Miller and Krosnick: News media impact on the ingredients of presidential evaluations
Disclaimer. Don't rely on these old notes in lieu of reading the literature, but they can jog your memory. As a grad student long ago, my peers and I collaborated to write and exchange summaries of political science research. I posted them to a wiki-style website. "Wikisum" is now dead but archived here. I cannot vouch for these notes' accuracy, nor can I say who wrote them.
Miller and Krosnick. 2000. News media impact on the ingredients of presidential evaluations. AJPS.
The Lit's Problem
The lit has (correctly) found priming effects: If the media covers an issue, then people evaluate politicians largely in terms of that issue. But the lit has incorrectly attributed this to "accessibility" effects.
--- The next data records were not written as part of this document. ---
//! Layered configuration.
//!
//! Values are resolved from, lowest to highest precedence:
//!
//! 1. built-in defaults,
//! 2. a configuration file: the one given explicitly, otherwise any of
//!    `souvenir.toml`, `souvenir.yaml` or `souvenir.json` found in the
//!    platform configuration directory,
//! 3. environment variables prefixed with `SOUVENIR_`, with `__` separating
//!    nested keys (`SOUVENIR_QUEUE__WORKERS=8`,
//!    `SOUVENIR_STORAGE__BACKEND=s3`).
//!
//! ```toml
//! [storage]
//! backend = "s3"
//! bucket = "tchat-souvenir-books"
//! endpoint = "http://localhost:9000"
//! key_id = "minioadmin"
//! key_secret = "minioadmin"
//!
//! [extract]
//! max_entries = 5000
//!
//! [queue]
//! workers = 2
//! ```

pub mod error;

use crate::error::{ErrorKind, Result};
use directories::ProjectDirs;
use figment::Figment;
use figment::providers::{Env, Format, Json, Serialized, Toml, Yaml};
use serde::{Deserialize, Serialize};
use std::fmt::{Debug, Formatter, Result as FmtResult};
use std::path::{Path, PathBuf};
use tracing::instrument;

pub use souvenir_archive::ExtractLimits;

pub const ENV_PREFIX: &str = "SOUVENIR_";
pub const DEFAULT_BUCKET: &str = "tchat-souvenir-books";
const FILE_STEM: &str = "souvenir";
const FILE_EXTENSIONS: [&str; 4] = ["toml", "yaml", "yml", "json"];

fn project_dirs() -> Option<ProjectDirs> {
    ProjectDirs::from("", "", "souvenir")
}

/// Directory for books and the job database when nothing else is configured.
fn default_data_dir() -> PathBuf {
    project_dirs()
        .map(|dirs| dirs.data_local_dir().to_path_buf())
        .unwrap_or_else(|| std::env::temp_dir().join("souvenir"))
}

#[derive(Debug, Clone, Default, PartialEq, Serialize, Deserialize)]
#[serde(default)]
pub struct Config {
    pub storage: StorageConfig,
    pub extract: ExtractLimits,
    pub queue: QueueConfig,
    pub jobs: JobsConfig,
}

/// Where generated books are stored.
#[derive(Debug, Clone, PartialEq, Serialize, Deserialize)]
#[serde(tag = "backend", rename_all = "lowercase")]
pub enum StorageConfig {
    /// A directory on the local filesystem. Must be absolute.
    Local { root: PathBuf },
    /// An S3-compatible bucket (AWS, MinIO, ...).
    S3(S3Config),
}
impl Default for StorageConfig {
    fn default() -> Self {
        StorageConfig::Local {
            root: default_data_dir().join("books"),
        }
    }
}

#[derive(Clone, PartialEq, Serialize, Deserialize)]
#[serde(default)]
pub struct S3Config {
    pub bucket: String,
    /// Key prefix prepended to every object inside the bucket.
    pub prefix: Option<String>,
    pub region: String,
    /// Custom endpoint, for S3-compatible services.
    pub endpoint: Option<String>,
    /// Static credentials, required.
    pub key_id: Option<String>,
    pub key_secret: Option<String>,
}
impl Default for S3Config {
    fn default() -> Self {
        Self {
            bucket: DEFAULT_BUCKET.to_string(),
            prefix: None,
            region: "us-east-1".to_string(),
            endpoint: None,
            key_id: None,
            key_secret: None,
        }
    }
}
impl Debug for S3Config {
    fn fmt(&self, f: &mut Formatter<'_>) -> FmtResult {
        f.debug_struct("S3Config")
            .field("bucket", &self.bucket)
            .field("prefix", &self.prefix)
            .field("region", &self.region)
            .field("endpoint", &self.endpoint)
            .field("key_id", &self.key_id)
            .field("key_secret", &self.key_secret.as_ref().map(|_| "<redacted>"))
            .finish()
    }
}

#[derive(Debug, Clone, Copy, PartialEq, Eq, Serialize, Deserialize)]
#[serde(default)]
pub struct QueueConfig {
    /// Number of generations running at the same time.
    pub workers: usize,
    /// Number of accepted submissions waiting for a worker.
    pub capacity: usize,
}
impl Default for QueueConfig {
    fn default() -> Self {
        Self { workers: 4, capacity: 64 }
    }
}

#[derive(Debug, Clone, PartialEq, Eq, Serialize, Deserialize)]
#[serde(default)]
pub struct JobsConfig {
    /// SQLite database holding job records.
    pub database: PathBuf,
}
impl Default for JobsConfig {
    fn default() -> Self {
        Self {
            database: default_data_dir().join("jobs.sqlite"),
        }
    }
}

impl Config {
    /// Configuration files looked up in the platform configuration directory
    /// when no file is given explicitly.
    pub fn default_files() -> Vec<PathBuf> {
        let Some(dirs) = project_dirs() else {
            return Vec::new();
        };
        FILE_EXTENSIONS
            .iter()
            .map(|ext| dirs.config_dir().join(format!("{FILE_STEM}.{ext}")))
            .filter(|path| path.is_file())
            .collect()
    }

    /// Load configuration from `path`, or from the default files if `None`.
    ///
    /// An explicit path that doesn't exist is an error; missing default files
    /// are not.
    #[instrument]
    pub fn load(path: Option<&Path>) -> Result<Self> {
        let files = match path {
            Some(path) if !path.is_file() => exn::bail!(ErrorKind::NotFound(path.to_path_buf())),
            Some(path) => vec![path.to_path_buf()],
            None => Self::default_files(),
        };
        Self::from_figment(Self::figment(&files)?)
    }

    /// Layer defaults, `files` (in order) and the environment.
    pub fn figment(files: &[PathBuf]) -> Result<Figment> {
        let mut figment = Figment::from(Serialized::defaults(Config::default()));
        for file in files {
            tracing::debug!(file = %file.display(), "Reading configuration file");
            figment = match file.extension().and_then(|ext| ext.to_str()) {
                Some("toml") => figment.merge(Toml::file(file)),
                Some("yaml" | "yml") => figment.merge(Yaml::file(file)),
                Some("json") => figment.merge(Json::file(file)),
                _ => exn::bail!(ErrorKind::UnsupportedFormat(file.clone())),
            };
        }
        Ok(figment.merge(Env::prefixed(ENV_PREFIX).split("__")))
    }

    pub fn from_figment(figment: Figment) -> Result<Self> {
        let config: Config = figment
            .extract()
            .map_err(|err| exn::Exn::from(ErrorKind::Load(err.to_string())))?;
        config.validate()?;
        Ok(config)
    }

    pub fn validate(&self) -> Result<()> {
        let invalid = |reason: &str| exn::Exn::from(ErrorKind::Invalid(reason.to_string()));
        match &self.storage {
            StorageConfig::Local { root } if !root.is_absolute() => {
                return Err(invalid("storage.root must be an absolute path"));
            },
            StorageConfig::S3(s3) if s3.bucket.trim().is_empty() => {
                return Err(invalid("storage.bucket must not be empty"));
            },
            StorageConfig::S3(s3) if s3.key_id.is_none() || s3.key_secret.is_none() => {
                return Err(invalid("storage.key_id and storage.key_secret are required for S3"));
            },
            _ => {},
        }
        if self.queue.workers == 0 {
            return Err(invalid("queue.workers must be at least 1"));
        }
        if self.queue.capacity == 0 {
            return Err(invalid("queue.capacity must be at least 1"));
        }
        if self.extract.max_entries == 0 || self.extract.max_entry_bytes == 0 || self.extract.max_total_bytes == 0 {
            return Err(invalid("extract limits must be greater than zero"));
        }
        Ok(())
    }
}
The real cause is "agenda setting," moderated by trust and political knowledge.
Terms
- Mediators: The causal mechanism by which priming occurs ("accesibility" vs "agenda setting").
- Moderators: Factors upon which mediators depend/interact in order to have their effect (trust and political knowledge).
- Accessibility: Priming works by bringing certain considerations to the top of your mind.
- Agenda setting: Priming works b/c prominent news coverage serves as a cue to viewers that informed people (news editors) consider the issue imporant--and therefore, voters infer that the issue must be important, and act accordingly.
- Trust: If you trust the media, you are more likely to follow its agenda-setting cues.
- Political knowledge: Those with more knowledge are more easily able to understand the story and its significance and to recall the story later. Knowledge only matters if you already trust the media.
The Model
- News coverage --> Trust in media --> Knowledge --> Agenda-setting inference, thus priming
- The agenda-setting variable interacts with both trust and knowledge. All three interact together to determine how strong the priming effect of news coverage is. The degree of priming depends on your knowledge, which only matters if you trust the media.
The Design
Experimental. Subjects view various news broadcasts, some of which have prominent stories about particular subjects included. (i.e. all viewers watched the same base set of stories, but some had stories about drugs, immigration, or crime inserted into their video.) Then they evaluate Clinton (both generally and in terms of the policy at hand).
- If accessibility was the mechanism, then people who saw the additional topics should make evaluations about those topics more quickly. They don't.
Research by the same authors
Research on similar subjects
- Hillygus and Jackman: Voter decision making in election 2000 (3 shared tags)
- Holbrook, Krosnick, Visser, and Gardner: Attitudes toward presidential candidates (3 shared tags)
- Iyengar and Kinder: News that matters (3 shared tags)
- Johnston, Hagen, and Jamieson: Dynamics of the 2000 presidential campaign (3 shared tags)
- Lau, Sigelman, Heldman, and Babbitt: The effects of negative political advertisements (3 shared tags)
- Miller, Krosnick, and Fabrigar: The origins of policy issue salience (3 shared tags)
- Popkin: The reasoning voter (3 shared tags)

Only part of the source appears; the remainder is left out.